Repel: Use insect repellent containing DEET (diethyltoluamide) or picardin and always follow instructions on the label

Clean up: stop mosquitoes breeding in water pooling around your home or holiday accommodation by emptying water from containers

Shire Environmental Health Officer Jacinta McKinlay said the Shire is a relative low-risk area for mosquito-borne viruses but there are pockets around the region where mosquito activity are relatively high.
“The Shire participates in mosquito monitoring program which aims to identify major breeding sites, and potential virus risk areas,” she said.
“Program activities includes investigating public reports of mosquitoes, trapping of adult mosquitoes, dipping for mosquito larvae, and identification of mosquito species.
“To date we have high numbers of mosquitoes at some sites around Augusta, with East Augusta recording the highest number of adults and larvae of all of the monitoring sites.
“The dominant species trapped here was Aedes camptorhynchus, which is commonly found it coastal areas as well as tidal salt marshes, and is a significant vector of Ross River Virus in the south west.
“Higher numbers were also recorded near Molloy Island and parts of Augusta.”
Ms McKinlay said despite the high mosquito activity in these locations, official notifications for mosquito-borne viruses via health system processes remain very low.
“We think the explanation for this at present is there is adequate distance from the bigger breeding sites to built-up residential areas,” she said.

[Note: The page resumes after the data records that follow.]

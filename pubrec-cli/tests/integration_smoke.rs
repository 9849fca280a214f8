//! Smoke tests to verify command wiring

use assert_cmd::Command;
use predicates::prelude::*;
use tempfile::TempDir;

/// A `pubrec` invocation isolated from the caller's config and store.
fn pubrec(home: &TempDir) -> Command {
    let mut cmd = Command::cargo_bin("pubrec").unwrap();
    cmd.env("HOME", home.path())
        .env_remove("PUBREC_CONFIG")
        .env_remove("PUBREC_DB")
        .env_remove("RUST_LOG");
    cmd
}

// === Help Tests ===

#[test]
fn test_top_level_help() {
    let home = tempfile::tempdir().unwrap();
    pubrec(&home)
        .arg("--help")
        .assert()
        .success()
        .stdout(predicate::str::contains("serve"))
        .stdout(predicate::str::contains("query"))
        .stdout(predicate::str::contains("init"));
}

#[test]
fn test_serve_help() {
    let home = tempfile::tempdir().unwrap();
    pubrec(&home)
        .args(["serve", "--help"])
        .assert()
        .success()
        .stdout(predicate::str::contains("--static-dir"))
        .stdout(predicate::str::contains("--prefix"));
}

#[test]
fn test_query_help_lists_lookups() {
    let home = tempfile::tempdir().unwrap();
    pubrec(&home)
        .args(["query", "--help"])
        .assert()
        .success()
        .stdout(predicate::str::contains("bulletin"))
        .stdout(predicate::str::contains("nilboard"))
        .stdout(predicate::str::contains("unconfirmed"));
}

// === Store Tests ===

#[test]
fn test_init_then_query_empty_store() {
    let home = tempfile::tempdir().unwrap();
    let db = home.path().join("data").join("record.db");

    pubrec(&home)
        .args(["init", "--db"])
        .arg(&db)
        .assert()
        .success()
        .stdout(predicate::str::contains("record.db"));
    assert!(db.exists());

    pubrec(&home)
        .args(["query", "--db"])
        .arg(&db)
        .arg("boards")
        .assert()
        .success()
        .stdout(predicate::str::diff("[]\n"));

    pubrec(&home)
        .args(["query", "--db"])
        .arg(&db)
        .arg("status")
        .assert()
        .success()
        .stdout(predicate::str::diff("{}\n"));
}

#[test]
fn test_query_missing_board_fails() {
    let home = tempfile::tempdir().unwrap();
    let db = home.path().join("record.db");

    pubrec(&home).args(["init", "--db"]).arg(&db).assert().success();

    pubrec(&home)
        .env("PUBREC_DB", &db)
        .args(["query", "board", "ahimsa-dev"])
        .assert()
        .failure()
        .stderr(predicate::str::contains("not found"));
}

#[test]
fn test_query_bad_day_fails() {
    let home = tempfile::tempdir().unwrap();
    let db = home.path().join("record.db");

    pubrec(&home).args(["init", "--db"]).arg(&db).assert().success();

    pubrec(&home)
        .env("PUBREC_DB", &db)
        .args(["query", "day", "31-02-2014"])
        .assert()
        .failure()
        .stderr(predicate::str::contains("malformed day"));
}

#[test]
fn test_missing_config_file_fails() {
    let home = tempfile::tempdir().unwrap();
    pubrec(&home)
        .args(["--config"])
        .arg(home.path().join("absent.toml"))
        .args(["query", "boards"])
        .assert()
        .failure()
        .stderr(predicate::str::contains("Failed to read config file"));
}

Ms McKinlay further reports low numbers of a nuisance species (not related to virus activity) have been found in Cowaramup and low numbers of a container breeder species was found around Margaret River.   
“We are learning more and more about the activities of mosquitoes in our Shire with the more data we collect with particular interest given to the effects of climate change on mosquito breeding is of interest to the Shire,” she said.
Mosquito season is generally known to run from October to March, depending on weather patterns.
“Now is a timely reminder for all residents to be vigilant and avoid being bitten and avoid providing contributing to breeding sites around the home,” Ms McKinlay said.